THE HIGH ON BEING LOW
I’m floating on air. I feel light… headed! The ‘high’ feeling comes not from being on high spirits but from countless days and nights of sleeplessness. I’m not my usual shutter-happy self that i missed to capture nature’s beauty today. Too bad I wasn’t up to it. It gave my poor, over-used camera a rest though. The morning walk gave me a cool breeze and cleared the cobwebs in my head. Some people just could turn heads when they passed by… am one of those people this morning ;) You see, I noticed a lovely creature gawking at me. And the darn earthling’s adorable I petted him and he liked me instantly! I’m a head-turner alright… but Lucky is somebody’s canine. I couldn’t have taken the poor, cuddly dog home with me :D
I neglected my page for weeks. I never even tried putting pen to paper for the newsmag. My last article was harshly criticized by my worst critic –not me, at least (I’m past that stage:) The dear ancient lawyer thought my piece was lopsided and so unfair to someone close to both of us. I got an eyesore reading her letter. She could’ve chewed my ears off if she’d been talking to me. After that, I got busy… procrastinating. I took temporary refuge on another website, exploring. The nastiness of a stranger sent me back to my homesite (Friendster’s friendlier;) so it got me to write “Blue Funk”. The earthling turned out to be as adorable as Lucky is
:D
There are certain things I just can’t easily write about until I had given myself enough space and emotional distance. Things too sore and too raw mend, in time. As MLV said, “There’s a time for everything”. Now is just not the right time to write about my mom (on a much brighter light) when we are still in the process of patching up, mending our relationship. I’m taking things one day at a time.

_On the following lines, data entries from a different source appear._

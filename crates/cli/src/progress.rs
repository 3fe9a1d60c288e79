//! Progress indicators for backend round trips

use indicatif::{ProgressBar, ProgressStyle};
use std::time::Duration;

/// Create a spinner for indeterminate progress, drawn on stderr
pub fn spinner(message: &str) -> ProgressBar {
    let pb = ProgressBar::new_spinner();
    if let Ok(style) = ProgressStyle::default_spinner()
        .tick_chars("⠋⠙⠹⠸⠼⠴⠦⠧⠇⠏")
        .template("{spinner:.blue} {msg}")
    {
        pb.set_style(style);
    }
    pb.set_message(message.to_string());
    pb.enable_steady_tick(Duration::from_millis(80));
    pb
}

/// Finish a spinner with a success message
pub fn finish_success(pb: &ProgressBar, message: &str) {
    pb.finish_with_message(format!("✓ {message}"));
}

/// Finish a spinner with a warning, e.g. when generated data was used
pub fn finish_warning(pb: &ProgressBar, message: &str) {
    pb.finish_with_message(format!("⚠ {message}"));
}
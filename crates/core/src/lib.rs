//! Core utilities for infraplan tools
//!
//! This crate provides shared functionality used by the backend client and the CLI:
//!
//! - **Error handling**: Coded errors with context and recovery suggestions
//! - **Configuration**: `infraplan.toml` loading (backend, default area, hexagon
//!   settings, coverage radius overrides) with validation
//! - **Retry policy**: Exponential backoff settings and a circuit breaker
//!
//! # Example
//!
//! ```rust,no_run
//! use infraplan_core::config::Config;
//!
//! let config = Config::load(None).expect("invalid configuration");
//! let bbox = config.schema.area.bounding_box();
//! let table = config.schema.coverage_table().expect("invalid coverage overrides");
//! println!("{:?} with {} km hospital radius", bbox, table.radius_km("hospital".parse().unwrap()));
//! ```

#![warn(missing_docs)]
#![warn(clippy::all)]
#![warn(clippy::pedantic)]
#![allow(clippy::module_name_repetitions)]

pub mod config;
pub mod error;
pub mod retry;

pub use error::{Error, ErrorCode, Result, ResultExt};

/// Re-export commonly used types
pub mod prelude {
    pub use crate::config::{Config, ConfigSchema};
    pub use crate::error::{exit_codes, Error, ErrorCode, Result, ResultExt};
    pub use crate::retry::{CircuitBreaker, CircuitBreakerConfig, CircuitState, RetryConfig};
}
//! Generated stand-in data for when the backend is unreachable
//!
//! Everything is placed uniformly inside the requested bounds. Generators take
//! the RNG as a parameter so tests can seed it.

use infraplan_geo::{BoundingBox, Facility, FacilityType, GeoPoint, PopulationPoint, RecommendationLocation};
use rand::Rng;
use std::ops::Range;

/// Number of mock facilities per request
pub const FACILITY_COUNT: Range<i64> = 5..15;

/// Number of mock population points per request
pub const POPULATION_POINTS: usize = 200;

/// Number of mock recommendations per request
pub const RECOMMENDATION_COUNT: Range<usize> = 3..6;

/// Mock recommendation scores
pub const SCORE_RANGE: Range<f64> = 0.7..0.99;

/// Mock improvement scores, in percent
pub const IMPROVEMENT_RANGE: Range<f64> = 25.0..75.0;

fn point_in<R: Rng + ?Sized>(rng: &mut R, bbox: &BoundingBox) -> GeoPoint {
    GeoPoint::new(
        bbox.south + rng.random::<f64>() * (bbox.north - bbox.south),
        bbox.west + rng.random::<f64>() * (bbox.east - bbox.west),
    )
}

/// `fire_station` -> `Fire_station`
fn display_tag(facility_type: FacilityType) -> String {
    let tag = facility_type.as_str();
    let mut chars = tag.chars();
    match chars.next() {
        Some(first) => first.to_uppercase().chain(chars).collect(),
        None => String::new(),
    }
}

/// 5 to 14 facilities named `"<Type> #n"` with numbered street addresses
pub fn facilities<R: Rng + ?Sized>(
    rng: &mut R,
    facility_type: FacilityType,
    bbox: &BoundingBox,
) -> Vec<Facility> {
    let count = rng.random_range(FACILITY_COUNT);
    let label = display_tag(facility_type);

    (1..=count)
        .map(|n| {
            let at = point_in(rng, bbox);
            let mut facility =
                Facility::new(n, format!("{label} #{n}"), facility_type, at.lat, at.lng);
            facility.address = Some(format!(
                "ул. Примерная, д. {}",
                rng.random_range(1..=100)
            ));
            facility
        })
        .collect()
}

/// 200 density points with intensity in [0, 100)
pub fn population<R: Rng + ?Sized>(rng: &mut R, bbox: &BoundingBox) -> Vec<PopulationPoint> {
    (0..POPULATION_POINTS)
        .map(|_| {
            let at = point_in(rng, bbox);
            PopulationPoint::new(at.lat, at.lng, rng.random::<f64>() * 100.0)
        })
        .collect()
}

/// 3 to 5 recommended sites with scores in [0.7, 0.99)
pub fn recommendations<R: Rng + ?Sized>(
    rng: &mut R,
    bbox: &BoundingBox,
) -> Vec<RecommendationLocation> {
    let count = rng.random_range(RECOMMENDATION_COUNT);

    (0..count)
        .map(|_| {
            let at = point_in(rng, bbox);
            RecommendationLocation {
                latitude: at.lat,
                longitude: at.lng,
                score: rng.random_range(SCORE_RANGE),
                name: None,
                reason: Some(format!(
                    "Высокая концентрация населения, отсутствие подобных объектов в радиусе {} км",
                    rng.random_range(1..=5)
                )),
            }
        })
        .collect()
}

/// Improvement percentage reported next to mock recommendations
pub fn improvement_score<R: Rng + ?Sized>(rng: &mut R) -> f64 {
    rng.random_range(IMPROVEMENT_RANGE)
}

#[cfg(test)]
mod tests {
    use super::*;
    use infraplan_geo::FacilityId;
    use rand::rngs::StdRng;
    use rand::SeedableRng;

    fn rng() -> StdRng {
        StdRng::seed_from_u64(42)
    }

    #[test]
    fn test_facilities_shape() {
        let mut rng = rng();
        for _ in 0..20 {
            let list = facilities(&mut rng, FacilityType::School, &BoundingBox::BISHKEK);
            assert!((5..15).contains(&list.len()));

            for (i, f) in list.iter().enumerate() {
                let n = i as i64 + 1;
                assert_eq!(f.id, FacilityId::Number(n));
                assert_eq!(f.name, format!("School #{n}"));
                assert_eq!(f.facility_type, FacilityType::School);
                assert!(BoundingBox::BISHKEK.contains(&f.location()));
                assert!(f.address.as_deref().unwrap().starts_with("ул. Примерная, д. "));
            }
        }
    }

    #[test]
    fn test_facility_names_keep_tag() {
        let list = facilities(&mut rng(), FacilityType::FireStation, &BoundingBox::BISHKEK);
        assert_eq!(list[0].name, "Fire_station #1");
    }

    #[test]
    fn test_population_shape() {
        let bbox = BoundingBox::new(1.0, 0.0, 1.0, 0.0);
        let points = population(&mut rng(), &bbox);
        assert_eq!(points.len(), POPULATION_POINTS);
        assert!(points
            .iter()
            .all(|p| (0.0..100.0).contains(&p.intensity) && bbox.contains(&p.location())));
    }

    #[test]
    fn test_recommendations_shape() {
        let mut rng = rng();
        for _ in 0..20 {
            let recs = recommendations(&mut rng, &BoundingBox::BISHKEK);
            assert!((3..=5).contains(&recs.len()));
            assert!(recs.iter().all(|r| (0.7..0.99).contains(&r.score)));
            assert!(recs.iter().all(|r| r.reason.is_some()));

            let score = improvement_score(&mut rng);
            assert!((25.0..75.0).contains(&score));
        }
    }

    #[test]
    fn test_seeded_generation_is_reproducible() {
        let a = population(&mut rng(), &BoundingBox::BISHKEK);
        let b = population(&mut rng(), &BoundingBox::BISHKEK);
        assert_eq!(a, b);
    }
}
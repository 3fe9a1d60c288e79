//! Endpoint-specific API implementations
//!
//! | Module | Backend route | Description |
//! |--------|---------------|-------------|
//! | `facilities` | `GET /facilities/{type}` | Existing facilities inside a box |
//! | `population` | `GET /population-density` | Population density points |
//! | `recommendations` | `POST /recommend`, `POST /ai/recommend` | Placement suggestions |
//!
//! Each API offers a strict `fetch*` method and a `*_or_mock` variant that
//! falls back to generated data when the client allows it.

pub mod facilities;
pub mod population;
pub mod recommendations;

pub use facilities::FacilitiesApi;
pub use population::PopulationApi;
pub use recommendations::{AiRecommendRequest, RecommendResponse, RecommendationsApi};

There are times when the world seems to me to stop turning, I’d wonder if I could still reach her. But that’s just one of the down times… Time moves on, and so do I. It’s not ingratitude nor disrespect that I put things off. It’s just my way… and I only hope my critic respect that. My own mother understands that… We need no words to convey our feelings — mom and I feel the ache and hear each other’s hearts. And only the two of us would know what is… The love’s never lost…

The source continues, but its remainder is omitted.